Emily has been teaching for four years at Garrett Elementary in the Hazelwood School District

HAZELWOOD, Mo. — She called herself a walking cliché right off the bat.

Her words, not mine.

And I have to say, I don’t agree.

“It’s going to sound cliché,” she said. “But, I’ve always wanted to be a kindergarten teacher because of my kindergarten teacher.”

And Emily Rudolph was made for the job.

Her energy, even on a Zoom interview, is impressive.

She’s excited to answer each of my questions and she’s incredibly expressive.

Emily has been teaching for four years at Garrett Elementary in the Hazelwood School District.

Right now, she’s alone in the classroom. Due to the pandemic, she met her students for the first time online and teaches them virtually every day.

“I have as much energy as them and we just make an awesome duo. We're just trying to engage each other and give them the love of learning because kindergarten is the stepping stone of learning.”

As for kindergarten during COVID-19, Emily said technology knowledge has been a hurdle for everyone. Plus, there’s that attention span. That’s when Emily’s boundless energy comes in.

“Some of them, yes, they’re getting distracted and bored because they're on a virtual computer but it helps that I have a lot of energy. I'm up, I'm dancing.

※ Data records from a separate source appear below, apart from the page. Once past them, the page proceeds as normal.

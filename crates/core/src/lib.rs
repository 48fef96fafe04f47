mod attrs;
mod block;
mod content;
mod core;
mod export;
mod font_size;
mod html;
mod marks;
mod media;
mod ops;
mod plugin;
mod range;
mod serde_value;
mod state;

pub use crate::attrs::*;
pub use crate::block::{AlignExtension, DividerExtension, HeadingExtension, LIST_TYPES, ListExtension};
pub use crate::content::{ContainerExtension, DocumentExtension, TextInputExtension};
pub use crate::core::*;
pub use crate::export::*;
pub use crate::font_size::{FontSizeAttribute, FontSizeExtension};
pub use crate::html::{escape_attr, escape_text, parse_html, render_html};
pub use crate::marks::{DEFAULT_HIGHLIGHT, MarksExtension, TextStyleExtension};
pub use crate::media::{ImageExtension, LinkExtension};
pub use crate::ops::*;
pub use crate::plugin::{
    ChildConstraint, CommandError, CommandErrorKind, CommandInfo, CommandSpec, Extension,
    ExtensionRegistry, NodeSpec, NormalizePass, QueryError, QuerySpec, RegistryError,
};
pub use crate::range::{first_text_point, node_at_path};
pub use crate::serde_value::*;
pub use crate::state::{ActiveCriterion, ActiveState, ActiveStateExtension};
use std::collections::VecDeque;

use serde::Serialize;

use crate::error::{ErrorClass, WorkbenchError};
use crate::generate::GenerationMode;
use crate::upload::UploadReceipt;

#[derive(Debug, Clone, Copy, PartialEq, Eq, Serialize)]
#[serde(rename_all = "lowercase")]
pub enum NoticeLevel {
    Success,
    Info,
    Error,
}

/// A non-blocking message for the user, shown as a toast by the host.
#[derive(Debug, Clone, PartialEq, Eq, Serialize)]
pub struct Notice {
    pub level: NoticeLevel,
    pub title: String,
    pub description: String,
}

impl Notice {
    pub fn new(level: NoticeLevel, title: impl Into<String>, description: impl Into<String>) -> Self {
        Self {
            level,
            title: title.into(),
            description: description.into(),
        }
    }

    pub fn generated(mode: GenerationMode) -> Self {
        Self::new(
            NoticeLevel::Success,
            "Success",
            format!("Content has been {} successfully!", mode.past_tense()),
        )
    }

    pub fn uploaded(_receipt: &UploadReceipt) -> Self {
        Self::new(
            NoticeLevel::Info,
            "File uploaded",
            "Document upload will be available in the next update",
        )
    }

    pub fn from_error(err: &WorkbenchError) -> Self {
        match err.class() {
            ErrorClass::UnsupportedOperation => {
                Self::new(NoticeLevel::Info, "Coming Soon", err.to_string())
            }
            _ => Self::new(NoticeLevel::Error, "Error", err.to_string()),
        }
    }
}

#[derive(Debug, Default)]
pub struct Notices {
    queue: VecDeque<Notice>,
}

impl Notices {
    pub fn push(&mut self, notice: Notice) {
        tracing::debug!(title = %notice.title, level = ?notice.level, "notice queued");
        self.queue.push_back(notice);
    }

    pub fn drain(&mut self) -> Vec<Notice> {
        self.queue.drain(..).collect()
    }

    pub fn len(&self) -> usize {
        self.queue.len()
    }

    pub fn is_empty(&self) -> bool {
        self.queue.is_empty()
    }
}

#[cfg(test)]
mod tests {
    use scribe_core::{ExportError, ExportFormat};

    use super::*;
    use crate::generate::GenerationError;

    #[test]
    fn wording() {
        assert_eq!(
            Notice::generated(GenerationMode::Summarize).description,
            "Content has been summarized successfully!"
        );
        assert_eq!(
            Notice::from_error(&GenerationError::EmptyPrompt.into()),
            Notice::new(NoticeLevel::Error, "Error", "Please enter a prompt first")
        );
        assert_eq!(
            Notice::from_error(&ExportError::Unsupported(ExportFormat::Pdf).into()),
            Notice::new(
                NoticeLevel::Info,
                "Coming Soon",
                "PDF export will be available in the next update"
            )
        );
    }
}
//! At most one outstanding request per action, and no late writes.
//!
//! `begin` hands out a ticket and refuses a second one while the first is in
//! flight. `invalidate` (input cleared, view closed, "go back") bumps the
//! epoch, so the response for any older ticket is discarded on `finish`.

use tracing::debug;

use crate::errors::{ActionError, ActionResult};

#[derive(Debug, Clone, Copy, PartialEq, Eq)]
pub struct Ticket(u64);

#[derive(Debug, Default)]
pub struct RequestSlot {
    epoch: u64,
    in_flight: Option<u64>,
}

impl RequestSlot {
    pub fn begin(&mut self) -> ActionResult<Ticket> {
        if self.in_flight.is_some() {
            return Err(ActionError::Busy);
        }
        self.epoch += 1;
        self.in_flight = Some(self.epoch);
        Ok(Ticket(self.epoch))
    }

    pub fn is_busy(&self) -> bool {
        self.in_flight.is_some()
    }

    pub fn is_current(&self, ticket: Ticket) -> bool {
        self.in_flight == Some(ticket.0)
    }

    /// Releases the slot. Returns false when the ticket is stale, in which
    /// case the caller must drop the response.
    pub fn finish(&mut self, ticket: Ticket) -> bool {
        if self.is_current(ticket) {
            self.in_flight = None;
            true
        } else {
            debug!("discarding stale response for request #{}", ticket.0);
            false
        }
    }

    pub fn invalidate(&mut self) {
        self.epoch += 1;
        self.in_flight = None;
    }
}
//! Scripted `ResumeService` for component tests. Each endpoint pops the next
//! queued outcome; an unscripted call fails with a 500.

use std::collections::VecDeque;
use std::sync::Mutex;

use async_trait::async_trait;

use super::{ResumeService, Submission};
use crate::errors::{ActionError, ActionResult};
use crate::models::{
    AuthenticityResult, MultiResumeResult, ParsedResume, ResumeFile, SimilarityResult, SubmitAck,
};

type Queue<T> = Mutex<VecDeque<ActionResult<T>>>;

#[derive(Default)]
pub struct FakeService {
    pub submits: Queue<SubmitAck>,
    pub parsed: Queue<ParsedResume>,
    pub similarity: Queue<SimilarityResult>,
    pub uploads: Queue<()>,
    pub multi: Queue<Vec<MultiResumeResult>>,
    pub authenticity: Queue<AuthenticityResult>,
    pub tokenized: Queue<String>,
    calls: Mutex<Vec<String>>,
}

fn pop<T>(queue: &Queue<T>) -> ActionResult<T> {
    queue.lock().unwrap().pop_front().unwrap_or_else(|| {
        Err(ActionError::Server {
            status: 500,
            body: "unscripted call".to_string(),
        })
    })
}

impl FakeService {
    pub fn new() -> Self {
        Self::default()
    }

    pub fn push<T>(queue: &Queue<T>, outcome: ActionResult<T>) {
        queue.lock().unwrap().push_back(outcome);
    }

    /// Endpoint paths in call order, with the submission kind for `/submit`.
    pub fn calls(&self) -> Vec<String> {
        self.calls.lock().unwrap().clone()
    }

    fn record(&self, call: impl Into<String>) {
        self.calls.lock().unwrap().push(call.into());
    }
}

#[async_trait]
impl ResumeService for FakeService {
    async fn submit(&self, submission: &Submission) -> ActionResult<SubmitAck> {
        match submission {
            Submission::Text(_) => self.record("/submit json"),
            Submission::Pdf(_) => self.record("/submit multipart"),
        }
        pop(&self.submits)
    }

    async fn parsed_resume(&self) -> ActionResult<ParsedResume> {
        self.record("/get-parsed-resume");
        pop(&self.parsed)
    }

    async fn compare_resume(&self, job_description: &str) -> ActionResult<SimilarityResult> {
        self.record(format!("/compare-resume {job_description}"));
        pop(&self.similarity)
    }

    async fn upload_resumes(&self, files: &[ResumeFile]) -> ActionResult<()> {
        self.record(format!("/upload-resumes x{}", files.len()));
        pop(&self.uploads)
    }

    async fn compare_multiple_resumes(
        &self,
        job_description: &str,
    ) -> ActionResult<Vec<MultiResumeResult>> {
        self.record(format!("/compare-multiple-resumes {job_description}"));
        pop(&self.multi)
    }

    async fn check_authenticity(&self, file: &ResumeFile) -> ActionResult<AuthenticityResult> {
        self.record(format!("/check-authenticity {}", file.name));
        pop(&self.authenticity)
    }

    async fn tokenized_resume(&self) -> ActionResult<String> {
        self.record("/download-tokenized-resume");
        pop(&self.tokenized)
    }

    fn tokenized_download_url(&self) -> String {
        "http://stub/download-tokenized-resume".to_string()
    }
}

I'm doing whatever they're doing to just keep that engagement together,” she said.

Now back to her cliché claim.

Emily says her career path was inspired by Linda Goldman, her kindergarten teacher at Sorrento Springs Elementary School in Chesterfield.

“The way she did everything. I mean, even when she said your name.  She wasn’t above you. She knelt down and was with you, instead of above you, which I really respected. Now, I’ve done that with my own students.  Whenever they come in, I’m not above them. I’m with them. I kneel down and we’re on the same wavelength,” Emily said.

Twenty years later, Emily reconnected with Ms. Goldman.

“When I graduated college, I actually called her… I told her that she was my role model.”

Emily said Ms. Goldman remembered her, her siblings and her parents.

One educator passing on the love of learning to the next generation.

I think the world could use more self-proclaimed clichés.